The Pho is one of only three recipes in the book that call for TVP, and the other two have wheat gluten as a main ingredient, so I almost didn’t try them. But they sounded so interesting, I wasn’t going to give up. The Kofta Kebabs recipe is in the Main Dishes section, and I decided to give it a go. At first, I was just going to cook the TVP with the spices and make a sort of scramble with them, but I did some poking around online for an alternative binder. I happened across the blog My Real Food Life, and a recipe for gluten-free meatballs. Taking inspiration from there, I used a blend of tapioca starch, flax meal, and rice flour until I got the consistency I wanted. I shaped the Kofta as burgers instead of kebabs, and the result was fabulous. The taste was unaffected by my gluten-free tweaking, and we all got to enjoy it! All the other recipes I made were gluten-free from the start or included g-f options in the recipe.

Kofta Burgers

Kofta Burgers

From the Sides and Snacks chapter I made the Nori Roasted Potatoes. I used a blend of white and sweet potatoes, and it was also quite good. I love roasted veggies in pretty much any form, so this was an easy choice.

When I was trying to figure out what to try from the drinks chapter, I mixed up a couple of the recipes in my head when I was buying ingredients, so I ended up making a combination of the Ice Blended Mexican Hot Chocolate and the Banana Bliss–it was fabulous.
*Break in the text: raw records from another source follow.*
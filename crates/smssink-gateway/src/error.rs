// SPDX-FileCopyrightText: 2026 SmsSink Contributors
// SPDX-License-Identifier: MIT OR Apache-2.0

//! Provider-style error envelope: `{"errors":[{"code","title","detail"}]}`.

use axum::Json;
use axum::http::StatusCode;
use axum::response::{IntoResponse, Response};
use serde::{Deserialize, Serialize};

pub const CODE_INTERNAL: &str = "10000";
pub const CODE_UNAUTHORIZED: &str = "10001";
pub const CODE_METHOD_NOT_ALLOWED: &str = "10003";
pub const CODE_INVALID_PARAMETER: &str = "10005";

/// A single entry of the error envelope.
#[derive(Debug, Clone, PartialEq, Eq, Serialize, Deserialize)]
pub struct ErrorObject {
    pub code: String,
    pub title: String,
    pub detail: String,
}

#[derive(Debug, Clone, PartialEq, Eq, Serialize, Deserialize)]
pub struct ErrorEnvelope {
    pub errors: Vec<ErrorObject>,
}

/// An HTTP-facing failure rendered as the provider error envelope.
#[derive(Debug, Clone, PartialEq, Eq, thiserror::Error)]
#[error("{} {code}: {detail}", status.as_u16())]
pub struct ApiError {
    pub status: StatusCode,
    pub code: &'static str,
    pub title: &'static str,
    pub detail: String,
}

impl ApiError {
    fn new(status: StatusCode, code: &'static str, title: &'static str, detail: impl Into<String>) -> Self {
        Self {
            status,
            code,
            title,
            detail: detail.into(),
        }
    }

    /// 401, code `10001`.
    pub fn unauthorized(detail: impl Into<String>) -> Self {
        Self::new(StatusCode::UNAUTHORIZED, CODE_UNAUTHORIZED, "Unauthorized", detail)
    }

    /// 422, code `10005`.
    pub fn invalid_parameter(detail: impl Into<String>) -> Self {
        Self::new(
            StatusCode::UNPROCESSABLE_ENTITY,
            CODE_INVALID_PARAMETER,
            "Invalid parameter",
            detail,
        )
    }

    /// 400, code `10005`: unparseable or structurally incomplete bodies.
    pub fn bad_request(detail: impl Into<String>) -> Self {
        Self::new(
            StatusCode::BAD_REQUEST,
            CODE_INVALID_PARAMETER,
            "Invalid parameter",
            detail,
        )
    }

    /// 500, code `10000`.
    pub fn internal(detail: impl Into<String>) -> Self {
        Self::new(
            StatusCode::INTERNAL_SERVER_ERROR,
            CODE_INTERNAL,
            "Internal Server Error",
            detail,
        )
    }

    /// 405, code `10003`.
    pub fn method_not_allowed(detail: impl Into<String>) -> Self {
        Self::new(
            StatusCode::METHOD_NOT_ALLOWED,
            CODE_METHOD_NOT_ALLOWED,
            "Method not allowed",
            detail,
        )
    }

    pub fn envelope(&self) -> ErrorEnvelope {
        ErrorEnvelope {
            errors: vec![ErrorObject {
                code: self.code.to_string(),
                title: self.title.to_string(),
                detail: self.detail.clone(),
            }],
        }
    }
}

impl IntoResponse for ApiError {
    fn into_response(self) -> Response {
        (self.status, Json(self.envelope())).into_response()
    }
}

#[cfg(test)]
mod tests {
    use super::*;

    #[test]
    fn display_names_status_and_code() {
        let err = ApiError::invalid_parameter("The 'to' parameter is required.");
        assert_eq!(err.to_string(), "422 10005: The 'to' parameter is required.");
        let _: &dyn std::error::Error = &err;
    }

    #[test]
    fn envelope_shape() {
        let err = ApiError::invalid_parameter("The 'to' parameter is required.");
        let json = serde_json::to_value(err.envelope()).unwrap();
        assert_eq!(
            json,
            serde_json::json!({"errors": [{
                "code": "10005",
                "title": "Invalid parameter",
                "detail": "The 'to' parameter is required."
            }]})
        );
    }

    #[test]
    fn statuses_and_titles() {
        assert_eq!(ApiError::unauthorized("x").status, StatusCode::UNAUTHORIZED);
        assert_eq!(ApiError::unauthorized("x").title, "Unauthorized");
        assert_eq!(ApiError::bad_request("x").status, StatusCode::BAD_REQUEST);
        assert_eq!(ApiError::bad_request("x").code, "10005");
        assert_eq!(ApiError::internal("x").title, "Internal Server Error");
        assert_eq!(ApiError::method_not_allowed("x").code, "10003");
    }

    #[test]
    fn into_response_sets_status() {
        let response = ApiError::internal("boom").into_response();
        assert_eq!(response.status(), StatusCode::INTERNAL_SERVER_ERROR);
    }
}
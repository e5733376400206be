// SPDX-FileCopyrightText: 2026 SmsSink Contributors
// SPDX-License-Identifier: MIT OR Apache-2.0

//! SQLite implementation of the StorageAdapter trait.

use async_trait::async_trait;
use tokio::sync::OnceCell;
use tracing::{debug, info};

use smssink_config::model::{AuthConfig, StorageConfig};
use smssink_core::types::{format_timestamp, now_timestamp};
use smssink_core::{
    Credential, HealthStatus, LogEntry, LogFilter, MessageRecord, NewLogEntry, SmsSinkError,
    StorageAdapter,
};

use crate::database::Database;
use crate::queries;

/// SQLite-backed storage adapter.
///
/// Wraps a [`Database`] handle and delegates to the typed query modules. The
/// database is opened on the first call to [`StorageAdapter::initialize`].
pub struct SqliteStorage {
    config: StorageConfig,
    default_api_key: String,
    db: OnceCell<Database>,
}

impl SqliteStorage {
    /// Create a new SqliteStorage with the given configuration.
    ///
    /// The database connection is not opened until [`initialize`](StorageAdapter::initialize) is called.
    pub fn new(config: StorageConfig) -> Self {
        Self {
            config,
            default_api_key: AuthConfig::default().default_api_key,
            db: OnceCell::new(),
        }
    }

    /// Key seeded into an empty credential table.
    pub fn with_default_api_key(mut self, key: impl Into<String>) -> Self {
        self.default_api_key = key.into();
        self
    }

    fn db(&self) -> Result<&Database, SmsSinkError> {
        self.db.get().ok_or_else(|| SmsSinkError::Storage {
            source: "storage not initialized -- call initialize() first".into(),
        })
    }
}

#[async_trait]
impl StorageAdapter for SqliteStorage {
    async fn initialize(&self) -> Result<(), SmsSinkError> {
        let db = Database::open(&self.config.database_path, self.config.wal_mode).await?;
        if queries::credentials::seed_credential(&db, &self.default_api_key).await? {
            info!("seeded default API credential");
        }
        self.db.set(db).map_err(|_| SmsSinkError::Storage {
            source: "storage already initialized".into(),
        })?;
        debug!(path = %self.config.database_path, "SQLite storage initialized");
        Ok(())
    }

    async fn close(&self) -> Result<(), SmsSinkError> {
        self.db()?.close().await?;
        debug!("storage closed");
        Ok(())
    }

    async fn health_check(&self) -> Result<HealthStatus, SmsSinkError> {
        let Ok(db) = self.db() else {
            return Ok(HealthStatus::Unhealthy("storage not initialized".into()));
        };
        let probe = db
            .connection()
            .call(|conn| -> Result<(), rusqlite::Error> { conn.execute_batch("SELECT 1;") })
            .await;
        Ok(match probe {
            Ok(()) => HealthStatus::Healthy,
            Err(e) => HealthStatus::Unhealthy(e.to_string()),
        })
    }

    // --- Message history ---

    async fn insert_message(&self, record: &MessageRecord) -> Result<(), SmsSinkError> {
        queries::messages::insert_message(self.db()?, record).await
    }

    async fn list_messages(&self) -> Result<Vec<MessageRecord>, SmsSinkError> {
        queries::messages::list_messages(self.db()?).await
    }

    async fn clear_messages(&self) -> Result<usize, SmsSinkError> {
        queries::messages::clear_messages(self.db()?).await
    }

    // --- Credential ---

    async fn get_credential(&self) -> Result<Credential, SmsSinkError> {
        let db = self.db()?;
        if let Some(credential) = queries::credentials::get_credential(db).await? {
            return Ok(credential);
        }
        // The row was removed out from under us; fall back to the seed key.
        queries::credentials::seed_credential(db, &self.default_api_key).await?;
        Ok(queries::credentials::get_credential(db)
            .await?
            .unwrap_or_else(|| Credential {
                api_key: self.default_api_key.clone(),
                updated_at: now_timestamp(),
            }))
    }

    async fn set_credential(&self, api_key: &str) -> Result<Credential, SmsSinkError> {
        queries::credentials::set_credential(self.db()?, api_key).await
    }

    // --- Activity journal ---

    async fn append_log(&self, entry: &NewLogEntry) -> Result<(), SmsSinkError> {
        queries::logs::append_log(self.db()?, entry).await
    }

    async fn list_logs(&self, filter: &LogFilter) -> Result<Vec<LogEntry>, SmsSinkError> {
        queries::logs::list_logs(self.db()?, filter).await
    }

    async fn clear_logs(&self) -> Result<usize, SmsSinkError> {
        queries::logs::clear_logs(self.db()?).await
    }

    async fn purge_logs_older_than(&self, days: u32) -> Result<usize, SmsSinkError> {
        let cutoff = chrono::Utc::now() - chrono::Duration::days(i64::from(days));
        queries::logs::purge_before(self.db()?, &format_timestamp(cutoff)).await
    }

    // --- Settings ---

    async fn get_setting(&self, key: &str) -> Result<Option<String>, SmsSinkError> {
        queries::settings::get_setting(self.db()?, key).await
    }

    async fn set_setting(&self, key: &str, value: &str) -> Result<(), SmsSinkError> {
        queries::settings::set_setting(self.db()?, key, value).await
    }
}
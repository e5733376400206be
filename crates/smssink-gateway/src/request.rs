// SPDX-FileCopyrightText: 2026 SmsSink Contributors
// SPDX-License-Identifier: MIT OR Apache-2.0

//! Wire shapes of incoming request bodies.

use serde::Deserialize;

/// A phone number given either bare or as `{"phone_number": "..."}`.
#[derive(Debug, Clone, PartialEq, Eq, Deserialize)]
#[serde(untagged)]
pub enum Address {
    Number(String),
    Object { phone_number: String },
}

impl Address {
    pub fn as_str(&self) -> &str {
        match self {
            Self::Number(n) => n,
            Self::Object { phone_number } => phone_number,
        }
    }
}

/// `to` as a single address or a list of them.
#[derive(Debug, Clone, PartialEq, Eq, Deserialize)]
#[serde(untagged)]
pub enum Recipient {
    One(Address),
    Many(Vec<Address>),
}

impl Recipient {
    /// The single recipient this mock delivers to: the value itself, or the
    /// first list element. Empty when the list is empty.
    pub fn normalize(&self) -> &str {
        match self {
            Self::One(address) => address.as_str(),
            Self::Many(list) => list.first().map(Address::as_str).unwrap_or_default(),
        }
    }
}

/// `to` normalized, or `""` when absent.
pub fn normalize_to(to: Option<&Recipient>) -> &str {
    to.map(Recipient::normalize).unwrap_or_default()
}

/// Body of `POST /v2/messages`.
#[derive(Debug, Clone, Default, Deserialize)]
pub struct SendMessageRequest {
    pub from: Option<String>,
    pub to: Option<Recipient>,
    pub text: Option<String>,
    pub media_urls: Option<Vec<String>>,
    pub messaging_profile_id: Option<String>,
    pub webhook_url: Option<String>,
    pub webhook_failover_url: Option<String>,
    pub use_profile_webhooks: Option<bool>,
}

/// Message fields of an inbound push, shared by the enveloped and flat shapes.
#[derive(Debug, Clone, Default, Deserialize)]
pub struct InboundPayload {
    pub id: Option<String>,
    pub from: Option<Address>,
    pub to: Option<Recipient>,
    pub text: Option<String>,
    pub media_urls: Option<Vec<String>>,
    pub messaging_profile_id: Option<String>,
}

impl InboundPayload {
    pub fn from_number(&self) -> &str {
        self.from.as_ref().map(Address::as_str).unwrap_or_default()
    }

    pub fn to_number(&self) -> &str {
        normalize_to(self.to.as_ref())
    }
}

/// `{"data": {"event_type": ..., "payload": {...}}}`.
#[derive(Debug, Clone, Deserialize)]
pub struct InboundEnvelope {
    pub data: InboundEventData,
}

#[derive(Debug, Clone, Deserialize)]
pub struct InboundEventData {
    #[serde(default)]
    pub event_type: Option<String>,
    #[serde(default)]
    pub payload: InboundPayload,
}

/// Body of `POST /api/messages/inbound`.
#[derive(Debug, Clone, Default, Deserialize)]
pub struct SimulateInboundRequest {
    pub from: Option<String>,
    pub to: Option<String>,
    pub text: Option<String>,
    pub media_urls: Option<Vec<String>>,
    pub messaging_profile_id: Option<String>,
}
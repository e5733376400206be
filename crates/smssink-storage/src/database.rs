// SPDX-FileCopyrightText: 2026 SmsSink Contributors
// SPDX-License-Identifier: MIT OR Apache-2.0

//! Database connection management with PRAGMA setup, WAL mode, and lifecycle.
//!
//! All statements are serialized through tokio-rusqlite's single background
//! thread. Do NOT open additional connections for writes.

use std::path::Path;

use smssink_core::SmsSinkError;
use tracing::debug;

/// Convert a tokio-rusqlite error into `SmsSinkError::Storage`.
pub fn map_tr_err(e: tokio_rusqlite::Error<rusqlite::Error>) -> SmsSinkError {
    SmsSinkError::storage(e)
}

/// Handle to the SmsSink database.
pub struct Database {
    conn: tokio_rusqlite::Connection,
}

impl Database {
    /// Open (creating if needed) the database at `path`, apply PRAGMAs, and
    /// run pending migrations. `:memory:` opens a private in-memory database.
    pub async fn open(path: &str, wal_mode: bool) -> Result<Self, SmsSinkError> {
        let conn = if path == ":memory:" {
            tokio_rusqlite::Connection::open_in_memory()
                .await
                .map_err(SmsSinkError::storage)?
        } else {
            if let Some(parent) = Path::new(path).parent()
                && !parent.as_os_str().is_empty()
            {
                std::fs::create_dir_all(parent).map_err(SmsSinkError::storage)?;
            }
            tokio_rusqlite::Connection::open(path)
                .await
                .map_err(SmsSinkError::storage)?
        };

        let applied = conn
            .call(move |conn| -> Result<_, rusqlite::Error> {
                if wal_mode {
                    let _mode: String = conn.pragma_update_and_check(
                        None,
                        "journal_mode",
                        "WAL",
                        |row| row.get(0),
                    )?;
                }
                conn.pragma_update(None, "synchronous", "NORMAL")?;
                conn.pragma_update(None, "foreign_keys", "ON")?;
                conn.busy_timeout(std::time::Duration::from_secs(5))?;
                Ok(crate::migrations::run_migrations(conn))
            })
            .await
            .map_err(map_tr_err)??;

        debug!(path, wal_mode, applied, "database opened");
        Ok(Self { conn })
    }

    /// The underlying async connection.
    pub fn connection(&self) -> &tokio_rusqlite::Connection {
        &self.conn
    }

    /// Checkpoint the WAL and close the connection.
    ///
    /// Later calls on this handle fail with a storage error.
    pub async fn close(&self) -> Result<(), SmsSinkError> {
        self.conn
            .call(|conn| -> Result<(), rusqlite::Error> {
                conn.execute_batch("PRAGMA wal_checkpoint(TRUNCATE);")
            })
            .await
            .map_err(map_tr_err)?;
        self.conn.clone().close().await.map_err(SmsSinkError::storage)
    }
}
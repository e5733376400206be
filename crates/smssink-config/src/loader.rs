// SPDX-FileCopyrightText: 2026 SmsSink Contributors
// SPDX-License-Identifier: MIT OR Apache-2.0

//! Configuration loader using Figment for layered config merging.
//!
//! Supports XDG hierarchy: `./smssink.toml` > `~/.config/smssink/smssink.toml` > `/etc/smssink/smssink.toml`
//! with environment variable overrides via `SMSSINK_` prefix.

#![allow(clippy::result_large_err)] // figment::Error is external and cannot be boxed without wrapper

use std::path::Path;

use figment::{
    Figment,
    providers::{Env, Format, Serialized, Toml},
};

use crate::model::SmsSinkConfig;

/// Config file name looked up in every directory of the hierarchy.
pub const CONFIG_FILE_NAME: &str = "smssink.toml";

/// System-wide config file.
pub const SYSTEM_CONFIG_PATH: &str = "/etc/smssink/smssink.toml";

/// Load configuration from the standard XDG hierarchy with env var overrides.
///
/// Merge order (later overrides earlier):
/// 1. Compiled defaults
/// 2. `/etc/smssink/smssink.toml` (system-wide)
/// 3. `~/.config/smssink/smssink.toml` (user XDG config)
/// 4. `./smssink.toml` (local directory)
/// 5. `SMSSINK_*` environment variables
pub fn load_config() -> Result<SmsSinkConfig, figment::Error> {
    build_figment().extract()
}

/// Load configuration from a TOML string only (no XDG lookup, no env).
///
/// Used for testing and explicit configuration.
pub fn load_config_from_str(toml_content: &str) -> Result<SmsSinkConfig, figment::Error> {
    Figment::new()
        .merge(Serialized::defaults(SmsSinkConfig::default()))
        .merge(Toml::string(toml_content))
        .extract()
}

/// Load configuration from a specific file path with env var overrides.
pub fn load_config_from_path(path: &Path) -> Result<SmsSinkConfig, figment::Error> {
    Figment::new()
        .merge(Serialized::defaults(SmsSinkConfig::default()))
        .merge(Toml::file(path))
        .merge(env_provider())
        .extract()
}

/// Build the Figment used internally for config loading (exposed for diagnostic use).
///
/// Returns the Figment before extraction so callers can inspect metadata.
pub fn build_figment() -> Figment {
    Figment::new()
        .merge(Serialized::defaults(SmsSinkConfig::default()))
        .merge(Toml::file(SYSTEM_CONFIG_PATH))
        .merge(Toml::file(user_config_path().unwrap_or_default()))
        .merge(Toml::file(CONFIG_FILE_NAME))
        .merge(env_provider())
}

/// `~/.config/smssink/smssink.toml`, when a config directory exists.
pub fn user_config_path() -> Option<std::path::PathBuf> {
    dirs::config_dir().map(|d| d.join("smssink").join(CONFIG_FILE_NAME))
}

/// Create the environment variable provider using explicit `map()` for section-to-dot mapping.
///
/// Uses `Env::map()` rather than `Env::split("_")` because key names contain
/// underscores: `SMSSINK_WEBHOOK_SENT_DELAY_MS` must map to
/// `webhook.sent_delay_ms`, not `webhook.sent.delay.ms`. Unsectioned names
/// such as `SMSSINK_DEBUG` stay top-level.
fn env_provider() -> Env {
    Env::prefixed("SMSSINK_").map(|key| {
        // Figment hands over the key with its original case.
        let key_str = key.as_str().to_ascii_lowercase();
        let mapped = key_str
            .replacen("server_", "server.", 1)
            .replacen("storage_", "storage.", 1)
            .replacen("auth_", "auth.", 1)
            .replacen("webhook_", "webhook.", 1);
        mapped.into()
    })
}
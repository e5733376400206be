// SPDX-FileCopyrightText: 2026 SmsSink Contributors
// SPDX-License-Identifier: MIT OR Apache-2.0

//! Post-deserialization validation for configuration values.
//!
//! Checks semantic constraints serde cannot express: listener addresses,
//! port collisions, and callback timing.

use crate::diagnostic::ConfigError;
use crate::model::SmsSinkConfig;

const LOG_LEVELS: &[&str] = &["trace", "debug", "info", "warn", "error"];

/// Validate a deserialized configuration for semantic correctness.
///
/// Collects every problem instead of failing on the first one.
pub fn validate_config(config: &SmsSinkConfig) -> Result<(), Vec<ConfigError>> {
    let mut errors = Vec::new();
    let mut invalid = |message: String| errors.push(ConfigError::Validation { message });

    let host = config.server.host.trim();
    if host.is_empty() {
        invalid("server.host must not be empty".to_string());
    } else {
        let is_ip = host.parse::<std::net::IpAddr>().is_ok();
        let is_hostname = host
            .chars()
            .all(|c| c.is_alphanumeric() || c == '.' || c == '-' || c == ':');
        if !is_ip && !is_hostname {
            invalid(format!(
                "server.host `{host}` is not a valid IP address or hostname"
            ));
        }
    }

    // Port 0 asks the OS for an ephemeral port, so two zeros never collide.
    if config.server.api_port != 0 && config.server.api_port == config.server.ui_port {
        invalid(format!(
            "server.api_port and server.ui_port must differ, both are {}",
            config.server.api_port
        ));
    }

    if !LOG_LEVELS.contains(&config.server.log_level.to_ascii_lowercase().as_str()) {
        invalid(format!(
            "server.log_level `{}` must be one of {}",
            config.server.log_level,
            LOG_LEVELS.join(", ")
        ));
    }

    if config.storage.database_path.trim().is_empty() {
        invalid("storage.database_path must not be empty".to_string());
    }

    if config.auth.default_api_key.trim().is_empty() {
        invalid("auth.default_api_key must not be empty".to_string());
    }

    if config.webhook.timeout_secs == 0 {
        invalid("webhook.timeout_secs must be at least 1".to_string());
    }

    if config.webhook.user_agent.trim().is_empty() {
        invalid("webhook.user_agent must not be empty".to_string());
    }

    // The send response must reach the client before the first callback fires.
    if config.webhook.sent_delay_ms == 0 {
        invalid("webhook.sent_delay_ms must be at least 1".to_string());
    }

    if config.webhook.delivered_delay_ms < config.webhook.sent_delay_ms {
        invalid(format!(
            "webhook.delivered_delay_ms ({}) must not be less than webhook.sent_delay_ms ({})",
            config.webhook.delivered_delay_ms, config.webhook.sent_delay_ms
        ));
    }

    if errors.is_empty() {
        Ok(())
    } else {
        Err(errors)
    }
}

#[cfg(test)]
mod tests {
    use super::*;

    fn messages(config: &SmsSinkConfig) -> Vec<String> {
        validate_config(config)
            .unwrap_err()
            .into_iter()
            .map(|e| e.to_string())
            .collect()
    }

    #[test]
    fn default_config_validates() {
        assert!(validate_config(&SmsSinkConfig::default()).is_ok());
    }

    #[test]
    fn colliding_ports_fail() {
        let mut config = SmsSinkConfig::default();
        config.server.ui_port = config.server.api_port;
        assert!(messages(&config)[0].contains("must differ"));
    }

    #[test]
    fn ephemeral_ports_may_both_be_zero() {
        let mut config = SmsSinkConfig::default();
        config.server.api_port = 0;
        config.server.ui_port = 0;
        assert!(validate_config(&config).is_ok());
    }

    #[test]
    fn delivered_before_sent_fails() {
        let mut config = SmsSinkConfig::default();
        config.webhook.sent_delay_ms = 2000;
        config.webhook.delivered_delay_ms = 1000;
        assert!(messages(&config)[0].contains("delivered_delay_ms"));
    }

    #[test]
    fn zero_sent_delay_fails() {
        let mut config = SmsSinkConfig::default();
        config.webhook.sent_delay_ms = 0;
        let errors = messages(&config);
        assert_eq!(errors.len(), 1);
        assert!(errors[0].contains("webhook.sent_delay_ms must be at least 1"));
    }

    #[test]
    fn all_errors_are_collected() {
        let mut config = SmsSinkConfig::default();
        config.storage.database_path = " ".to_string();
        config.auth.default_api_key = String::new();
        config.webhook.timeout_secs = 0;
        config.server.log_level = "loud".to_string();
        assert_eq!(validate_config(&config).unwrap_err().len(), 4);
    }

    #[test]
    fn bad_host_fails() {
        let mut config = SmsSinkConfig::default();
        config.server.host = "not a host!".to_string();
        assert!(messages(&config)[0].contains("server.host"));
    }
}
// SPDX-FileCopyrightText: 2026 SmsSink Contributors
// SPDX-License-Identifier: MIT OR Apache-2.0

//! Routers, shared state, and listener lifecycle.

use std::sync::Arc;
use std::time::Instant;

use axum::{
    Router,
    http::Method,
    routing::{get, post},
};
use tokio::net::TcpListener;
use tokio_util::sync::CancellationToken;
use tower_http::cors::CorsLayer;
use tower_http::trace::TraceLayer;

use smssink_config::SmsSinkConfig;
use smssink_config::model::ServerConfig;
use smssink_core::{ActivityLog, SmsSinkError, StorageAdapter};
use smssink_webhook::CallbackDispatcher;

use crate::error::ApiError;
use crate::handlers;

/// Setting key holding the runtime debug toggle.
pub const DEBUG_MODE_SETTING: &str = "debug_mode";

/// Shared state for axum request handlers.
#[derive(Clone)]
pub struct GatewayState {
    pub storage: Arc<dyn StorageAdapter>,
    pub journal: ActivityLog,
    pub callbacks: CallbackDispatcher,
    /// Debug mode forced on by configuration, regardless of the stored setting.
    pub force_debug: bool,
    /// Process start time for uptime calculation.
    pub start_time: Instant,
}

impl GatewayState {
    pub fn new(config: &SmsSinkConfig, storage: Arc<dyn StorageAdapter>) -> Result<Self, SmsSinkError> {
        let journal = ActivityLog::new(storage.clone());
        let callbacks = CallbackDispatcher::new(&config.webhook, journal.clone())?;
        Ok(Self {
            storage,
            journal,
            callbacks,
            force_debug: config.debug,
            start_time: Instant::now(),
        })
    }

    /// Whether raw request bodies should be journaled. A failed settings
    /// read counts as off.
    pub async fn debug_enabled(&self) -> bool {
        if self.force_debug {
            return true;
        }
        match self.storage.get_setting(DEBUG_MODE_SETTING).await {
            Ok(value) => value.as_deref() == Some("true"),
            Err(e) => {
                tracing::warn!(error = %e, "failed to read debug_mode setting");
                false
            }
        }
    }
}

async fn method_not_allowed(method: Method) -> ApiError {
    ApiError::method_not_allowed(format!(
        "[SmsSink] Method {method} is not supported for this endpoint."
    ))
}

/// Provider-compatible API.
pub fn api_router(state: GatewayState) -> Router {
    Router::new()
        .route("/v2/messages", post(handlers::messages::send_message))
        .route(
            "/v2/webhooks/messages",
            post(handlers::inbound::receive_inbound),
        )
        .route("/health", get(handlers::health::get_health))
        .method_not_allowed_fallback(method_not_allowed)
        .layer(TraceLayer::new_for_http())
        .layer(CorsLayer::permissive())
        .with_state(state)
}

/// Admin API for inspecting and resetting mock state.
pub fn admin_router(state: GatewayState) -> Router {
    Router::new()
        .route(
            "/api/messages",
            get(handlers::admin::list_messages).delete(handlers::admin::clear_messages),
        )
        .route(
            "/api/messages/inbound",
            post(handlers::admin::simulate_inbound),
        )
        .route(
            "/api/credentials",
            get(handlers::admin::get_credentials).post(handlers::admin::set_credentials),
        )
        .route(
            "/api/logs",
            get(handlers::admin::list_logs).delete(handlers::admin::clear_logs),
        )
        .route(
            "/api/settings",
            get(handlers::admin::get_settings).post(handlers::admin::set_settings),
        )
        .method_not_allowed_fallback(method_not_allowed)
        .layer(TraceLayer::new_for_http())
        .layer(CorsLayer::permissive())
        .with_state(state)
}

/// Bind `host:port`.
pub async fn bind(host: &str, port: u16) -> Result<TcpListener, SmsSinkError> {
    let addr = format!("{host}:{port}");
    TcpListener::bind(&addr)
        .await
        .map_err(|e| SmsSinkError::Transport {
            message: format!("failed to bind {addr}: {e}"),
            source: Some(Box::new(e)),
        })
}

/// Bind both listeners from configuration and serve until `shutdown` fires.
pub async fn serve(
    config: &ServerConfig,
    state: GatewayState,
    shutdown: CancellationToken,
) -> Result<(), SmsSinkError> {
    let api = bind(&config.host, config.api_port).await?;
    let admin = bind(&config.host, config.ui_port).await?;
    serve_listeners(api, admin, state, shutdown).await
}

/// Serve both routers on already-bound listeners until `shutdown` fires.
pub async fn serve_listeners(
    api: TcpListener,
    admin: TcpListener,
    state: GatewayState,
    shutdown: CancellationToken,
) -> Result<(), SmsSinkError> {
    if let (Ok(api_addr), Ok(admin_addr)) = (api.local_addr(), admin.local_addr()) {
        tracing::info!(%api_addr, %admin_addr, "SmsSink listening");
    }

    let api_shutdown = shutdown.clone();
    let api_server = axum::serve(api, api_router(state.clone()))
        .with_graceful_shutdown(async move { api_shutdown.cancelled().await });
    let admin_server = axum::serve(admin, admin_router(state))
        .with_graceful_shutdown(async move { shutdown.cancelled().await });

    let (api_result, admin_result) = tokio::join!(api_server, admin_server);
    for result in [api_result, admin_result] {
        result.map_err(|e| SmsSinkError::Transport {
            message: format!("server error: {e}"),
            source: Some(Box::new(e)),
        })?;
    }
    tracing::info!("listeners stopped");
    Ok(())
}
I made a half recipe since I am the only coffee drinker in the house, and it came out fine, and I had a little party of my own!

I have several cookbooks by Newman, and they all have been hits. This is another. The recipes are, for the most part, familiar bases with global twists–and the ethnic cuisines included cover just about every continent. Fusion cooking is a good way to dabble in international cooking without making anything too scary for picky eaters. While there are some ingredients that may be harder to find, there are plenty that are right there on any grocery store’s shelves. I look forward to remaking some of the ones listed above, trying some new ones, and getting to that desserts chapter!